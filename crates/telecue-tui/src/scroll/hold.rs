//! L4 Atomic Layer: Hold-repeat state
//!
//! A held nudge key fires once immediately, waits for the initial delay,
//! then repeats on a fixed interval until released. The engine drives the
//! transitions; this module only describes the states.

use super::scheduler::TaskId;

/// Direction of a discrete nudge on screen
#[derive(Debug, Clone, Copy, PartialEq, Eq, Hash)]
pub enum NudgeDirection {
    /// Move the text up (toward decreasing offset)
    Up,
    /// Move the text down (toward increasing offset)
    Down,
}

impl NudgeDirection {
    /// Signed displacement for a nudge of `distance` units
    #[inline]
    pub fn delta(self, distance: f64) -> f64 {
        match self {
            NudgeDirection::Up => -distance,
            NudgeDirection::Down => distance,
        }
    }

    pub fn label(self) -> &'static str {
        match self {
            NudgeDirection::Up => "up",
            NudgeDirection::Down => "down",
        }
    }
}

/// Observable phase of the hold-repeat controller
#[derive(Debug, Clone, Copy, PartialEq, Eq)]
pub enum HoldPhase {
    Idle,
    /// Key down, waiting for the initial delay
    Pending,
    /// Repeating on the interval timer
    Repeating,
}

#[derive(Debug, Clone, Copy, PartialEq, Eq, Default)]
pub(crate) enum HoldState {
    #[default]
    Idle,
    Pending {
        direction: NudgeDirection,
        delay: TaskId,
    },
    Repeating {
        direction: NudgeDirection,
        interval: TaskId,
    },
}

impl HoldState {
    pub(crate) fn phase(&self) -> HoldPhase {
        match self {
            HoldState::Idle => HoldPhase::Idle,
            HoldState::Pending { .. } => HoldPhase::Pending,
            HoldState::Repeating { .. } => HoldPhase::Repeating,
        }
    }

    /// Timer currently armed for this hold, if any
    pub(crate) fn timer(&self) -> Option<TaskId> {
        match self {
            HoldState::Idle => None,
            HoldState::Pending { delay, .. } => Some(*delay),
            HoldState::Repeating { interval, .. } => Some(*interval),
        }
    }
}

#[cfg(test)]
mod tests {
    use super::*;

    #[test]
    fn test_nudge_delta_sign() {
        assert_eq!(NudgeDirection::Up.delta(120.0), -120.0);
        assert_eq!(NudgeDirection::Down.delta(120.0), 120.0);
    }

    #[test]
    fn test_idle_has_no_timer() {
        assert_eq!(HoldState::Idle.timer(), None);
        assert_eq!(HoldState::Idle.phase(), HoldPhase::Idle);
    }
}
-=-=-
*Activity*: The lines holding the string "None" are what is needed from the material above.

*Problem solution*:
            HoldState::Idle => None,
        assert_eq!(HoldState::Idle.timer(), None);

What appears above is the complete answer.